Dans la collection Vever.
Un grand dessin librement jeté dans un trait représentant le viol d'une femme, prise entre les jambes d'un homme, le haut du corps retombé de côté, d'une main repoussant la main qui veut s'introduire dans sa gorge, de l'autre main égratignant la figure de l'homme.
Ce grand et ce très beau dessin de la collection Vever (H. 30—L. 30) a été reproduit, ainsi qu'à peu près tous les dessins d'Hokousaï, en une réduction de 10 centimètres en hauteur, dans une gravure publiée parmi l'illustration de SOUIKÔ.
Dans la collection de M. Gillot.
La grande étude (H. 54—L. 53) de l'aigle, pris l'année 1848, et dont il y a un kakémono chez Hayashi, et un autre chez Manzi. Une étude de toute beauté, où se voit la cruelle courbe de ce bec déchireur de chairs palpitantes, et la grandeur morne de cette prunelle qui peut fixer le soleil.
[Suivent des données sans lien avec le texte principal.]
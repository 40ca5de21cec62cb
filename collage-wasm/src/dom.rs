use collage_core::{LayoutResult, css_variables};
use wasm_bindgen::JsCast;
use wasm_bindgen::prelude::*;
use web_sys::{Document, Element, HtmlElement};

const PLACEHOLDER_CLASS: &str = "photo-placeholder";

fn px(v: f64) -> String {
    format!("{v:.2}px")
}

/// Publish the tier's sizes as custom properties on the document root.
pub fn apply_css_variables(document: &Document, container_size: f64) -> Result<(), JsValue> {
    let root = document
        .document_element()
        .ok_or("no document element")?
        .dyn_into::<HtmlElement>()?;
    let style = root.style();
    for (name, value) in css_variables(container_size) {
        style.set_property(name, &value)?;
    }
    Ok(())
}

/// Replace the children of `container` with one absolutely positioned
/// placeholder per slot.
pub fn render_placeholders(
    document: &Document,
    container: &Element,
    layout: &LayoutResult,
) -> Result<(), JsValue> {
    container.set_inner_html("");
    if let Some(host) = container.dyn_ref::<HtmlElement>() {
        let st = host.style();
        st.set_property("position", "relative")?;
        st.set_property("width", &px(layout.container_size))?;
        st.set_property("height", &px(layout.container_size))?;
    }
    for slot in layout {
        let el = document.create_element("div")?.dyn_into::<HtmlElement>()?;
        el.set_class_name(&format!("{PLACEHOLDER_CLASS} {}", slot.size_class.name()));
        let st = el.style();
        st.set_property("position", "absolute")?;
        st.set_property("left", &px(slot.x))?;
        st.set_property("top", &px(slot.y))?;
        st.set_property("width", &px(slot.width))?;
        st.set_property("height", &px(slot.height))?;
        st.set_property("z-index", &slot.stack_order.to_string())?;
        el.dataset().set("index", &slot.item_index.to_string())?;
        container.append_child(&el)?;
    }
    Ok(())
}
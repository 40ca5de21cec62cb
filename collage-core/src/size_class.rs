use rand::Rng;
use serde::{Deserialize, Serialize};

use crate::constants::REFERENCE_CONTAINER;
use crate::error::LayoutError;

/// Photo slot size. Every class is a square whose edge is a fixed fraction of
/// the container edge.
#[derive(Clone, Copy, Debug, PartialEq, Eq, Hash, Serialize, Deserialize)]
#[serde(rename_all = "snake_case")]
pub enum SizeClass {
    Small,
    Medium,
    Large,
}

impl SizeClass {
    pub const ALL: [SizeClass; 3] = [SizeClass::Small, SizeClass::Medium, SizeClass::Large];

    /// Edge length in a reference-sized container.
    fn reference_edge(self) -> f64 {
        match self {
            SizeClass::Small => 80.0,
            SizeClass::Medium => 120.0,
            SizeClass::Large => 150.0,
        }
    }

    /// Edge length as a fraction of the container edge.
    pub fn base_fraction(self) -> f64 {
        self.reference_edge() / REFERENCE_CONTAINER
    }

    pub fn edge(self, container_size: f64) -> f64 {
        self.reference_edge() * container_size / REFERENCE_CONTAINER
    }

    pub fn name(self) -> &'static str {
        match self {
            SizeClass::Small => "small",
            SizeClass::Medium => "medium",
            SizeClass::Large => "large",
        }
    }

    /// Class whose base fraction is closest to `fraction`; ties go to the smaller class.
    pub fn nearest(fraction: f64) -> SizeClass {
        let mut best = SizeClass::Small;
        for class in SizeClass::ALL {
            if (class.base_fraction() - fraction).abs() < (best.base_fraction() - fraction).abs()
            {
                best = class;
            }
        }
        best
    }
}

/// Relative selection weights for the three classes.
#[derive(Clone, Copy, Debug, PartialEq, Serialize, Deserialize)]
pub struct SizeWeights {
    pub small: f64,
    pub medium: f64,
    pub large: f64,
}

impl Default for SizeWeights {
    fn default() -> Self {
        SizeWeights {
            small: 0.4,
            medium: 0.35,
            large: 0.25,
        }
    }
}

impl SizeWeights {
    pub fn weight(&self, class: SizeClass) -> f64 {
        match class {
            SizeClass::Small => self.small,
            SizeClass::Medium => self.medium,
            SizeClass::Large => self.large,
        }
    }
}

/// Weighted sampler over [`SizeClass`], validated once at construction.
#[derive(Clone, Debug, PartialEq)]
pub struct SizeClassifier {
    // cumulative upper bounds, normalized to a total of 1.0
    brackets: [(SizeClass, f64); 3],
}

impl SizeClassifier {
    pub fn new(weights: SizeWeights) -> Result<Self, LayoutError> {
        let mut total = 0.0;
        for class in SizeClass::ALL {
            let w = weights.weight(class);
            if !w.is_finite() || w < 0.0 {
                return Err(LayoutError::Configuration(format!(
                    "{} weight must be a non-negative number, got {w}",
                    class.name()
                )));
            }
            total += w;
        }
        if total <= 0.0 {
            return Err(LayoutError::Configuration(
                "size class weights must have a positive total".to_string(),
            ));
        }
        Ok(Self::normalized(weights, total))
    }

    fn normalized(weights: SizeWeights, total: f64) -> Self {
        let mut acc = 0.0;
        let brackets = SizeClass::ALL.map(|class| {
            acc += weights.weight(class) / total;
            (class, acc)
        });
        SizeClassifier { brackets }
    }

    /// Class for a uniform draw in `[0, 1)`. First bracket containing the draw
    /// wins; the last class absorbs rounding at the top of the range.
    pub fn select(&self, draw: f64) -> SizeClass {
        self.brackets
            .iter()
            .find(|(_, upper)| draw < *upper)
            .map(|(class, _)| *class)
            .unwrap_or(SizeClass::Large)
    }

    /// One class per item, in draw order.
    pub fn classify<R: Rng + ?Sized>(&self, count: usize, rng: &mut R) -> Vec<SizeClass> {
        (0..count)
            .map(|_| self.select(rng.random::<f64>()))
            .collect()
    }
}

impl Default for SizeClassifier {
    fn default() -> Self {
        // default weights already sum to 1.0
        Self::normalized(SizeWeights::default(), 1.0)
    }
}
Et une étude curieuse, parce qu'elle vous révèle des procédés d'aquarelle pareils aux dessous que nous faisons en Europe à la peinture à l'huile, dessous sur lesquels nous revenons avec des glacis, et nous avons ici, avant que ces colorations soient perdues et peut-être un peu assombries dans les kakémonos, le bleu du tronc d'arbre, le rougeâtre des ailes, enfin toute la variété des tonalités qui doivent dormir sous la couverte dernière.
Une femme brandissant une branche de fleurs au-dessus d'un guerrier couché à terre, sa hache entre les jambes.